Schon im Vorfeld war die diesjährige Oscar-Verleihung massiv für ihren „Whitewash“ sprich: den Mangel an der Nominierung schwarzer Künstler kritisiert worden. Als wollten sie sich dagegen wehren, versammelten die Oscar-Veranstalter viele schwarze Entertainer auf der Bühne – am meisten bei der Performance des Oscar-Songs „Glory“ aus dem Film „Selma“. Der innige Gesang veranlasste den für keinen Oscar nominierten Schauspieler David Oyelowo aus „Selma“ in Schluchzen auszubrechen.

Aber auch Frauen tummelten sich wenig unter den Gewinnern auf der Bühne. Bezeichnend, dass die besten Frauen nicht in den besten Filmen zu sehen waren (abgesehen von Patricia Arquettes Nominierung für "Boyhood").
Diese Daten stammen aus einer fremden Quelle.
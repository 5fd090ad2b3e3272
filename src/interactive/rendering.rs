//! TUI rendering with ratatui

use super::app::{App, MessageStyle};
use crate::lexicon::Lexicon;
use crate::session::ROUND_SECONDS;
use ratatui::{
    Frame,
    layout::{Alignment, Constraint, Direction, Layout, Rect},
    style::{Color, Modifier, Style},
    text::{Line, Span},
    widgets::{Block, BorderType, Borders, Gauge, List, ListItem, Paragraph, Wrap},
};

/// Main UI rendering function
pub fn ui<L: Lexicon>(f: &mut Frame, app: &App<'_, L>) {
    let chunks = Layout::default()
        .direction(Direction::Vertical)
        .constraints([
            Constraint::Length(3), // Header: root word
            Constraint::Min(10),   // Main content
            Constraint::Length(3), // Input area
            Constraint::Length(3), // Status bar
        ])
        .split(f.area());

    render_header(f, app, chunks[0]);

    // Main content area - split horizontally
    let main_chunks = Layout::default()
        .direction(Direction::Horizontal)
        .constraints([
            Constraint::Percentage(50), // Used words
            Constraint::Percentage(50), // Score, timer, messages
        ])
        .split(chunks[1]);

    render_used_words(f, app, main_chunks[0]);
    render_info_panel(f, app, main_chunks[1]);

    render_input(f, app, chunks[2]);
    render_status(f, app, chunks[3]);
}

fn render_header<L: Lexicon>(f: &mut Frame, app: &App<'_, L>, area: Rect) {
    let header = Paragraph::new(format!("🔤 {}", app.session.root_word().to_uppercase()))
        .style(
            Style::default()
                .fg(Color::Yellow)
                .add_modifier(Modifier::BOLD),
        )
        .alignment(Alignment::Center)
        .block(
            Block::default()
                .title(" Word Scramble ")
                .borders(Borders::ALL)
                .border_type(BorderType::Rounded)
                .style(Style::default().fg(Color::Cyan)),
        );
    f.render_widget(header, area);
}

fn render_used_words<L: Lexicon>(f: &mut Frame, app: &App<'_, L>, area: Rect) {
    let items: Vec<ListItem> = app
        .session
        .used_words()
        .iter()
        .map(|word| {
            ListItem::new(Line::from(vec![
                Span::styled(
                    format!("({}) ", word.chars().count()),
                    Style::default().fg(Color::DarkGray),
                ),
                Span::styled(word.clone(), Style::default().fg(Color::White)),
            ]))
        })
        .collect();

    let count = app.session.used_words().len();
    let list = List::new(items).block(
        Block::default()
            .title(format!(" Your Words ({count}) "))
            .borders(Borders::ALL)
            .border_type(BorderType::Rounded),
    );
    f.render_widget(list, area);
}

fn render_info_panel<L: Lexicon>(f: &mut Frame, app: &App<'_, L>, area: Rect) {
    let chunks = Layout::default()
        .direction(Direction::Vertical)
        .constraints([
            Constraint::Length(3), // Score
            Constraint::Length(3), // Timer gauge
            Constraint::Length(4), // Stats
            Constraint::Min(3),    // Messages
        ])
        .split(area);

    render_score(f, app, chunks[0]);
    render_timer(f, app, chunks[1]);
    render_stats(f, app, chunks[2]);
    render_messages(f, app, chunks[3]);
}

fn render_score<L: Lexicon>(f: &mut Frame, app: &App<'_, L>, area: Rect) {
    let score = Paragraph::new(format!("{}", app.session.score()))
        .style(
            Style::default()
                .fg(Color::Cyan)
                .add_modifier(Modifier::BOLD),
        )
        .alignment(Alignment::Center)
        .block(
            Block::default()
                .title(" Score ")
                .borders(Borders::ALL)
                .border_type(BorderType::Rounded),
        );
    f.render_widget(score, area);
}

fn render_timer<L: Lexicon>(f: &mut Frame, app: &App<'_, L>, area: Rect) {
    let remaining = app.session.remaining_seconds();
    let ratio = f64::from(remaining) / f64::from(ROUND_SECONDS);
    let color = if remaining <= 10 {
        Color::Red
    } else if remaining <= 30 {
        Color::Yellow
    } else {
        Color::Green
    };

    let gauge = Gauge::default()
        .block(
            Block::default()
                .title(" Time ")
                .borders(Borders::ALL)
                .border_type(BorderType::Rounded),
        )
        .gauge_style(Style::default().fg(color))
        .ratio(ratio)
        .label(format!("{remaining}s"));
    f.render_widget(gauge, area);
}

fn render_stats<L: Lexicon>(f: &mut Frame, app: &App<'_, L>, area: Rect) {
    let content = vec![
        Line::from(format!("Rounds played: {}", app.stats.rounds_played)),
        Line::from(format!(
            "Words accepted: {}   Best score: {}",
            app.stats.words_accepted, app.stats.best_score
        )),
    ];

    let paragraph = Paragraph::new(content).block(
        Block::default()
            .title(" Stats ")
            .borders(Borders::ALL)
            .border_type(BorderType::Rounded),
    );
    f.render_widget(paragraph, area);
}

fn render_messages<L: Lexicon>(f: &mut Frame, app: &App<'_, L>, area: Rect) {
    let lines: Vec<Line> = app
        .messages
        .iter()
        .map(|msg| {
            let style = match msg.style {
                MessageStyle::Info => Style::default().fg(Color::Gray),
                MessageStyle::Success => Style::default().fg(Color::Green),
                MessageStyle::Error => Style::default().fg(Color::Red),
            };
            Line::from(Span::styled(msg.text.clone(), style))
        })
        .collect();

    let paragraph = Paragraph::new(lines)
        .block(
            Block::default()
                .title(" Messages ")
                .borders(Borders::ALL)
                .border_type(BorderType::Rounded),
        )
        .wrap(Wrap { trim: false });
    f.render_widget(paragraph, area);
}

fn render_input<L: Lexicon>(f: &mut Frame, app: &App<'_, L>, area: Rect) {
    let input = Paragraph::new(format!("> {}_", app.input_buffer)).block(
        Block::default()
            .title(" Enter your word ")
            .borders(Borders::ALL)
            .border_type(BorderType::Rounded)
            .style(Style::default().fg(Color::White)),
    );
    f.render_widget(input, area);
}

fn render_status<L: Lexicon>(f: &mut Frame, app: &App<'_, L>, area: Rect) {
    let status = Paragraph::new(format!(
        "Enter: submit  Backspace: edit  Ctrl+N: new game  Esc: quit  (lang: {})",
        app.session.language()
    ))
    .style(Style::default().fg(Color::DarkGray))
    .alignment(Alignment::Center)
    .block(
        Block::default()
            .borders(Borders::ALL)
            .border_type(BorderType::Rounded),
    );
    f.render_widget(status, area);
}
//! Register command - create a new user account

use anyhow::Result;
use dialoguer::{Input, Password};
use facegate_core::services::email_verification_code;

use super::get_context;
use crate::output;

pub fn run(username: &str, email: &str) -> Result<()> {
    let ctx = get_context()?;

    let password = Password::new()
        .with_prompt("Password")
        .with_confirmation("Confirm password", "Passwords do not match")
        .interact()?;

    // No email transport here: the code is surfaced for out-of-band
    // delivery and confirmed interactively.
    let code = email_verification_code();
    output::info(&format!("Verification code for {email}: {code}"));

    let entered: String = Input::new()
        .with_prompt(format!("Enter the 6-digit code sent to {email}"))
        .interact_text()?;
    if entered.trim() != code {
        output::error("Invalid verification code, registration cancelled");
        anyhow::bail!("email verification failed");
    }

    ctx.directory.register(username, &password, email)?;
    output::success(&format!("User {username} registered successfully"));
    Ok(())
}
//! Port definitions (hexagonal architecture)
//!
//! Ports define the interfaces for external dependencies. The core domain
//! depends only on these traits, not on concrete implementations.

mod face_matcher;

pub use face_matcher::FaceMatcher;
So verdankte "Still Alice" seine einzige Oscar-Nominierung der wunderbaren Julianne Moore, die für ihre Rolle als Alzheimer kranke Universitätsprofessorin auch als Beste Hauptdarstellerin ausgezeichnet wurde.

Ansonsten fiel den Frauen zumeist die Aufgabe zu, ihre Männer zu küssen und zu umarmen, bevor diese das Podium erklommen und zur Dankesrede für den Oscar ansetzten („Ich danke meiner Frau für ihre Geduld…“)

Da war Patricia Arquettes Dankesrede, die mehr Gleichheit für Frauen forderte, eine mehr als notwendige Ansage.